To Ben Bagdikian, former dean of UC Berkeley's Graduate School of Journalism and one of the nation's foremost media critics, meaningful reform would begin with a return to some of the guidelines that were abandoned 25 to 30 years ago, including the requirement that local stations "devote a certain number of minutes a day to strictly local news [and] permit access to representative groups within the community," he said. "At least it makes local TV stations reflect the fact that they're located in a specific city for a reason."

Bagdikian would also like to see a return to the Fairness Doctrine, which required that persons or groups who were seriously criticized by a station be given airtime to respond. He said that would restrict, say, right-wing talk shows' ability to trash people while simultaneously denying them the right to respond in a similar public forum.
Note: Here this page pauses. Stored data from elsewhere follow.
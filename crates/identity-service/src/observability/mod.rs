//! Observability for the identity service.
//!
//! # Privacy by Default
//!
//! Service entry points use `#[instrument(skip_all)]` and add fields
//! explicitly. Fields fall into three groups:
//! - **SAFE**: logged as-is (actor kind, ids generated by the service, outcomes)
//! - **HASHED**: logged through [`hash_for_correlation`] (contact addresses,
//!   login handles)
//! - **NEVER**: passwords, one-time codes, tokens, signing secrets

pub mod metrics;

use crate::errors::IdentityError;
use sha2::{Digest, Sha256};

/// Hash a value for correlation in logs (SHA-256, first 8 hex chars).
///
/// One-way and truncated: enough to follow one address through a flow,
/// not enough to recover it.
pub fn hash_for_correlation(value: &str) -> String {
    let digest = Sha256::digest(value.as_bytes());
    hex::encode(digest).chars().take(8).collect()
}

/// Bounded error categories for metric labels.
#[derive(Debug, Clone, Copy, PartialEq, Eq)]
pub enum ErrorCategory {
    /// Credential, password and one-time-code failures
    Authentication,
    /// Malformed input, unknown records
    Validation,
    /// Enrollment denials
    Enrollment,
    /// Storage, hashing, signing, dispatch
    Internal,
}

impl ErrorCategory {
    pub fn as_str(&self) -> &'static str {
        match self {
            ErrorCategory::Authentication => "authentication",
            ErrorCategory::Validation => "validation",
            ErrorCategory::Enrollment => "enrollment",
            ErrorCategory::Internal => "internal",
        }
    }
}

impl From<&IdentityError> for ErrorCategory {
    fn from(err: &IdentityError) -> Self {
        match err {
            IdentityError::InvalidCredentials
            | IdentityError::IncorrectLogin
            | IdentityError::PasswordMismatch
            | IdentityError::OtpExpiredOrAbsent
            | IdentityError::OtpMismatch
            | IdentityError::InvalidToken(_) => ErrorCategory::Authentication,
            IdentityError::NotFound(_)
            | IdentityError::EventNotFound
            | IdentityError::TimeParse(_)
            | IdentityError::Validation(_) => ErrorCategory::Validation,
            IdentityError::TooLateToRegister
            | IdentityError::AlreadyRegistered
            | IdentityError::BranchConflict => ErrorCategory::Enrollment,
            IdentityError::DispatchFailure(_)
            | IdentityError::Hashing(_)
            | IdentityError::Signing(_)
            | IdentityError::Database(_)
            | IdentityError::Store(_)
            | IdentityError::Internal => ErrorCategory::Internal,
        }
    }
}

/// Count an error against the operation that produced it and pass it on.
pub fn track_error(operation: &str, err: IdentityError) -> IdentityError {
    let category = ErrorCategory::from(&err);
    metrics::record_error(operation, category.as_str(), err.status_code().as_u16());
    err
}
Finally, he'd like to see the FCC make low-power FM radio legally possible, even in urban centers, and reopen its radio and TV licensing practices to real competition by requiring that broadcasters demonstrate they'll provide needed services to the communities in which they operate that aren't being provided elsewhere.

"The public owns those frequencies – something that people forget," Bagdikian said.
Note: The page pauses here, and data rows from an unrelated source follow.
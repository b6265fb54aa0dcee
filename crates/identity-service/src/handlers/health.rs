/// Liveness probe. Does not touch PostgreSQL or Redis.
pub async fn health_check() -> &'static str {
    "OK"
}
John Silver, managing director of Free Press, a media reform advocacy group, said that so far, the nationwide movement for media reform has "just managed to keep in place the status quo – and that status quo is slowly destroying our democracy."

He'd like to see more proactive steps and points to efforts to break up previously authorized media monopolies and to place limits on advertising (in terms of both the amount of time dedicated to commercials and the kinds of advertising targeting especially vulnerable populations like children).

Other recommendations from Free Press include requiring that regulatory processes actively engage the public, obliging broadcasters to provide free airtime to all political candidates, keeping corporate media policies out of global trade agreements, and preventing the big media conglomerates from exerting control over cable and broadband – the distribution networks for the Internet and digital broadcasting.

KALW-FM general manager Nicole Sawaya joins Silver in demanding that the FCC reinvest a healthy percentage of the money it collects from commercial operators into a public broadcasting trust fund and that it enact regulations to protect those funds from political pressure.

"I think people are ready for a rebellion against the dictatorship of the FCC majority," Bagdikian said. But the issue certainly hasn't received the attention it deserves in the local media – for obvious reasons. "It required mailings by public groups to notify people that it was going on."